─── RECORDS PROVIDED

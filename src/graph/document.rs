//! The shared knowledge-graph document and its load-time validation.
//!
//! The document is written by two parties that do not coordinate: the server
//! and an external agent process. Loading is therefore lenient. A document
//! with the wrong shape becomes an empty graph, an individual entry that does
//! not decode is dropped, later duplicates of a node id are rejected, and
//! edges whose endpoints are missing are pruned.

use std::collections::HashSet;

use log::warn;
use serde::{Deserialize, Serialize};
use serde_json::Value;

/// Errors produced while decoding a raw document.
#[derive(Debug, thiserror::Error)]
pub enum DocumentError {
	/// The input is not JSON at all.
	#[error("document is not valid JSON: {0}")]
	InvalidJson(#[from] serde_json::Error),

	/// The input is JSON but `nodes`/`edges` are not both arrays.
	#[error("document must be an object with `nodes` and `edges` arrays")]
	WrongShape,
}

/// What a node stands for.
#[derive(Clone, Copy, Debug, PartialEq, Eq, Hash, Serialize, Deserialize)]
#[serde(rename_all = "snake_case")]
pub enum NodeKind {
	/// A file the agent created or modified.
	File,
	/// A feature, system or idea involved in the work.
	Concept,
	/// A unit of work the user requested.
	Task,
}

impl NodeKind {
	/// All kinds, in legend order.
	pub const ALL: [NodeKind; 3] = [NodeKind::File, NodeKind::Concept, NodeKind::Task];

	/// Wire name of the kind.
	pub fn as_str(self) -> &'static str {
		match self {
			NodeKind::File => "file",
			NodeKind::Concept => "concept",
			NodeKind::Task => "task",
		}
	}
}

/// Relationship carried by an edge.
#[derive(Clone, Copy, Debug, PartialEq, Eq, Hash, Serialize, Deserialize)]
#[serde(rename_all = "snake_case")]
pub enum EdgeKind {
	/// A file implements a concept.
	Implements,
	/// A task produced a file.
	Produces,
	/// One thing depends on another.
	Requires,
	/// Loose conceptual relationship.
	RelatesTo,
	/// A task modified an existing file.
	Modifies,
}

impl EdgeKind {
	/// All kinds, in legend order.
	pub const ALL: [EdgeKind; 5] = [
		EdgeKind::Implements,
		EdgeKind::Produces,
		EdgeKind::Requires,
		EdgeKind::RelatesTo,
		EdgeKind::Modifies,
	];
}

/// Lifecycle marker on a node.
#[derive(Clone, Copy, Debug, PartialEq, Eq, Hash, Serialize, Deserialize)]
#[serde(rename_all = "snake_case")]
pub enum NodeStatus {
	/// Dispatched but not yet reported back by the agent.
	Pending,
	/// Finished unit of work.
	Completed,
	/// File created by the agent.
	Created,
	/// File modified by the agent.
	Modified,
}

impl NodeStatus {
	/// Wire name of the status.
	pub fn as_str(self) -> &'static str {
		match self {
			NodeStatus::Pending => "pending",
			NodeStatus::Completed => "completed",
			NodeStatus::Created => "created",
			NodeStatus::Modified => "modified",
		}
	}
}

/// A node as persisted in the shared document.
#[derive(Clone, Debug, PartialEq, Serialize, Deserialize)]
pub struct Node {
	/// Unique id within the document.
	pub id: String,
	/// Node kind, serialized as `type`.
	#[serde(rename = "type")]
	pub kind: NodeKind,
	/// Display string.
	#[serde(default)]
	pub label: String,
	/// Relative path, files only.
	#[serde(default, skip_serializing_if = "Option::is_none")]
	pub path: Option<String>,
	/// Free text description.
	#[serde(default, skip_serializing_if = "Option::is_none")]
	pub summary: Option<String>,
	/// Optional lifecycle marker.
	#[serde(default, skip_serializing_if = "Option::is_none")]
	pub status: Option<NodeStatus>,
}

impl Node {
	/// Create a node with only the required fields set.
	pub fn new(id: impl Into<String>, kind: NodeKind, label: impl Into<String>) -> Self {
		Self {
			id: id.into(),
			kind,
			label: label.into(),
			path: None,
			summary: None,
			status: None,
		}
	}

	/// Builder-style setter for `path`.
	pub fn with_path(mut self, path: impl Into<String>) -> Self {
		self.path = Some(path.into());
		self
	}

	/// Builder-style setter for `summary`.
	pub fn with_summary(mut self, summary: impl Into<String>) -> Self {
		self.summary = Some(summary.into());
		self
	}

	/// Builder-style setter for `status`.
	pub fn with_status(mut self, status: NodeStatus) -> Self {
		self.status = Some(status);
		self
	}

	/// Label to show, falling back to the id when the label is empty.
	pub fn display_label(&self) -> &str {
		if self.label.is_empty() { &self.id } else { &self.label }
	}

	/// Whether the node should carry the completed check-mark.
	pub fn is_completed(&self) -> bool {
		self.status == Some(NodeStatus::Completed)
	}
}

/// A directed, typed edge between two node ids.
#[derive(Clone, Debug, PartialEq, Eq, Serialize, Deserialize)]
pub struct Edge {
	/// Id of the source node.
	pub source: String,
	/// Id of the target node.
	pub target: String,
	/// Edge kind, serialized as `type`.
	#[serde(rename = "type")]
	pub kind: EdgeKind,
}

impl Edge {
	/// Create an edge.
	pub fn new(source: impl Into<String>, target: impl Into<String>, kind: EdgeKind) -> Self {
		Self {
			source: source.into(),
			target: target.into(),
			kind,
		}
	}

	/// Whether the edge touches the node with `id`.
	pub fn touches(&self, id: &str) -> bool {
		self.source == id || self.target == id
	}
}

/// The full node/edge graph of a session.
///
/// Order is insertion order. Multiple edges between the same pair are kept.
#[derive(Clone, Debug, Default, PartialEq, Serialize, Deserialize)]
pub struct GraphDocument {
	/// Nodes in insertion order.
	pub nodes: Vec<Node>,
	/// Edges in insertion order.
	pub edges: Vec<Edge>,
}

impl GraphDocument {
	/// An empty document.
	pub fn empty() -> Self {
		Self::default()
	}

	/// Whether the document has no nodes and no edges.
	pub fn is_empty(&self) -> bool {
		self.nodes.is_empty() && self.edges.is_empty()
	}

	/// Whether a node with `id` is present.
	pub fn contains_node(&self, id: &str) -> bool {
		self.nodes.iter().any(|n| n.id == id)
	}

	/// Look up a node by id.
	pub fn node(&self, id: &str) -> Option<&Node> {
		self.nodes.iter().find(|n| n.id == id)
	}

	/// Decode a raw document, dropping entries that violate the invariants.
	pub fn parse(raw: &str) -> Result<Self, DocumentError> {
		let value: Value = serde_json::from_str(raw)?;
		Self::from_value(value)
	}

	/// Decode a raw document, recovering any failure to an empty graph.
	pub fn load(raw: &str) -> Self {
		match Self::parse(raw) {
			Ok(doc) => doc,
			Err(err) => {
				warn!("invalid graph document, using empty graph: {err}");
				Self::empty()
			}
		}
	}

	/// Decode an already parsed JSON value.
	pub fn from_value(value: Value) -> Result<Self, DocumentError> {
		let Value::Object(mut map) = value else {
			return Err(DocumentError::WrongShape);
		};
		let (Some(Value::Array(raw_nodes)), Some(Value::Array(raw_edges))) =
			(map.remove("nodes"), map.remove("edges"))
		else {
			return Err(DocumentError::WrongShape);
		};

		let mut nodes = Vec::with_capacity(raw_nodes.len());
		for raw in raw_nodes {
			match serde_json::from_value::<Node>(raw) {
				Ok(node) => nodes.push(node),
				Err(err) => warn!("dropping malformed node entry: {err}"),
			}
		}

		let mut edges = Vec::with_capacity(raw_edges.len());
		for raw in raw_edges {
			match serde_json::from_value::<Edge>(raw) {
				Ok(edge) => edges.push(edge),
				Err(err) => warn!("dropping malformed edge entry: {err}"),
			}
		}

		Ok(Self { nodes, edges }.validated())
	}

	/// Enforce unique node ids and drop edges with missing endpoints.
	pub fn validated(mut self) -> Self {
		let mut seen = HashSet::with_capacity(self.nodes.len());
		self.nodes.retain(|n| {
			let fresh = seen.insert(n.id.clone());
			if !fresh {
				warn!("dropping duplicate node id {:?}", n.id);
			}
			fresh
		});
		self.edges
			.retain(|e| seen.contains(&e.source) && seen.contains(&e.target));
		self
	}

	/// Number of edges touching each node, keyed by node order.
	pub fn connection_counts(&self) -> Vec<usize> {
		self.nodes
			.iter()
			.map(|n| self.edges.iter().filter(|e| e.touches(&n.id)).count())
			.collect()
	}

	/// Compact serialized form, used to detect content changes.
	pub fn fingerprint(&self) -> String {
		serde_json::to_string(self).unwrap_or_default()
	}

	/// Pretty serialized form, as written to disk.
	pub fn to_json_pretty(&self) -> Result<String, serde_json::Error> {
		serde_json::to_string_pretty(self)
	}
}
//! Fan-out of change notifications to connected viewers.

use log::{debug, warn};
use tokio::sync::broadcast::{self, error::RecvError, error::TryRecvError};

use crate::graph::{GraphDocument, ServerMessage};

/// Receives every authoritative change as a full document.
pub trait Broadcaster: Send + Sync {
	/// Deliver `document` to all current listeners. Must not block on any one.
	fn broadcast(&self, document: &GraphDocument);
}

/// Best-effort fan-out over a bounded broadcast channel.
///
/// Each viewer has its own cursor into the channel, so a stalled viewer only
/// falls behind itself. There are no acknowledgements and no retries.
#[derive(Clone, Debug)]
pub struct ViewerHub {
	tx: broadcast::Sender<ServerMessage>,
}

impl ViewerHub {
	/// A hub buffering up to `capacity` updates per viewer.
	pub fn new(capacity: usize) -> Self {
		let (tx, _) = broadcast::channel(capacity.max(1));
		Self { tx }
	}

	/// Start receiving updates sent from now on.
	pub fn subscribe(&self) -> ViewerFeed {
		ViewerFeed {
			initial: None,
			rx: self.tx.subscribe(),
		}
	}

	/// Number of connected viewers.
	pub fn viewer_count(&self) -> usize {
		self.tx.receiver_count()
	}
}

impl Broadcaster for ViewerHub {
	fn broadcast(&self, document: &GraphDocument) {
		match self.tx.send(ServerMessage::graph_update(document.clone())) {
			Ok(viewers) => debug!("graph update sent to {viewers} viewer(s)"),
			Err(_) => debug!("graph update dropped, no viewers connected"),
		}
	}
}

/// One viewer's stream of updates.
#[derive(Debug)]
pub struct ViewerFeed {
	initial: Option<ServerMessage>,
	rx: broadcast::Receiver<ServerMessage>,
}

impl ViewerFeed {
	pub(crate) fn starting_with(mut self, message: ServerMessage) -> Self {
		self.initial = Some(message);
		self
	}

	/// Next update, or `None` once the hub is gone.
	///
	/// A viewer that fell behind skips to the oldest update still buffered;
	/// every update is a full snapshot, so the newest one is always complete.
	pub async fn recv(&mut self) -> Option<ServerMessage> {
		if let Some(message) = self.initial.take() {
			return Some(message);
		}
		loop {
			match self.rx.recv().await {
				Ok(message) => return Some(message),
				Err(RecvError::Lagged(skipped)) => warn!("viewer lagged, skipped {skipped} update(s)"),
				Err(RecvError::Closed) => return None,
			}
		}
	}

	/// Next update if one is already buffered.
	pub fn try_recv(&mut self) -> Option<ServerMessage> {
		if let Some(message) = self.initial.take() {
			return Some(message);
		}
		loop {
			match self.rx.try_recv() {
				Ok(message) => return Some(message),
				Err(TryRecvError::Lagged(skipped)) => warn!("viewer lagged, skipped {skipped} update(s)"),
				Err(TryRecvError::Empty | TryRecvError::Closed) => return None,
			}
		}
	}
}

#[cfg(test)]
mod tests {
	use super::*;
	use crate::graph::{Node, NodeKind};

	fn doc_with(id: &str) -> GraphDocument {
		GraphDocument {
			nodes: vec![Node::new(id, NodeKind::Task, id)],
			edges: vec![],
		}
	}

	#[test]
	fn every_viewer_gets_the_update() {
		let hub = ViewerHub::new(4);
		let mut a = hub.subscribe();
		let mut b = hub.subscribe();
		hub.broadcast(&doc_with("t1"));
		assert_eq!(a.try_recv().unwrap().graph(), &doc_with("t1"));
		assert_eq!(b.try_recv().unwrap().graph(), &doc_with("t1"));
		assert!(a.try_recv().is_none());
	}

	#[test]
	fn stalled_viewer_does_not_hold_back_others() {
		let hub = ViewerHub::new(2);
		let mut slow = hub.subscribe();
		let mut fast = hub.subscribe();
		for i in 0..5 {
			hub.broadcast(&doc_with(&format!("t{i}")));
			assert_eq!(fast.try_recv().unwrap().graph(), &doc_with(&format!("t{i}")));
		}
		// Only the newest buffered updates survive for the slow viewer.
		assert_eq!(slow.try_recv().unwrap().graph(), &doc_with("t3"));
		assert_eq!(slow.try_recv().unwrap().graph(), &doc_with("t4"));
		assert!(slow.try_recv().is_none());
	}

	#[test]
	fn broadcasting_without_viewers_is_harmless() {
		let hub = ViewerHub::new(1);
		hub.broadcast(&GraphDocument::empty());
		assert_eq!(hub.viewer_count(), 0);
	}

	#[test]
	fn initial_message_comes_first() {
		let hub = ViewerHub::new(4);
		let mut feed = hub
			.subscribe()
			.starting_with(ServerMessage::graph_update(GraphDocument::empty()));
		hub.broadcast(&doc_with("t1"));
		assert!(feed.try_recv().unwrap().graph().is_empty());
		assert_eq!(feed.try_recv().unwrap().graph(), &doc_with("t1"));
	}
}
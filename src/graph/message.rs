//! Messages pushed from the server to connected viewers.

use serde::{Deserialize, Serialize};

use super::document::GraphDocument;

/// One message on the viewer transport.
///
/// Every change carries the full current document, never a delta.
#[derive(Clone, Debug, PartialEq, Serialize, Deserialize)]
#[serde(tag = "type", rename_all = "snake_case")]
pub enum ServerMessage {
	/// The authoritative document changed.
	GraphUpdate {
		/// The complete document after the change.
		graph: GraphDocument,
	},
}

impl ServerMessage {
	/// Wrap a document in a `graph_update` message.
	pub fn graph_update(graph: GraphDocument) -> Self {
		ServerMessage::GraphUpdate { graph }
	}

	/// The document carried by the message.
	pub fn graph(&self) -> &GraphDocument {
		match self {
			ServerMessage::GraphUpdate { graph } => graph,
		}
	}

	/// Encode for the wire.
	pub fn to_json(&self) -> Result<String, serde_json::Error> {
		serde_json::to_string(self)
	}

	/// Decode a text frame. Frames of other message types yield `None`.
	pub fn from_json(raw: &str) -> Option<Self> {
		let mut msg = serde_json::from_str::<Self>(raw).ok()?;
		let ServerMessage::GraphUpdate { graph } = &mut msg;
		*graph = std::mem::take(graph).validated();
		Some(msg)
	}
}
use knowledge_graph_canvas::{App, init_logging};
use leptos::prelude::*;

fn main() {
	init_logging();
	mount_to_body(App)
}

──────

WHAT TO PRODUCE
Each line from the beginning of the entries to the line with "use log::warn;" must be repeated exactly, with both end lines kept and no other lines given.

REPLY
filename src/graph/document.rs
//! The shared knowledge-graph document and its load-time validation.
//!
//! The document is written by two parties that do not coordinate: the server
//! and an external agent process. Loading is therefore lenient. A document
//! with the wrong shape becomes an empty graph, an individual entry that does
//! not decode is dropped, later duplicates of a node id are rejected, and
//! edges whose endpoints are missing are pruned.

use std::collections::HashSet;

use log::warn;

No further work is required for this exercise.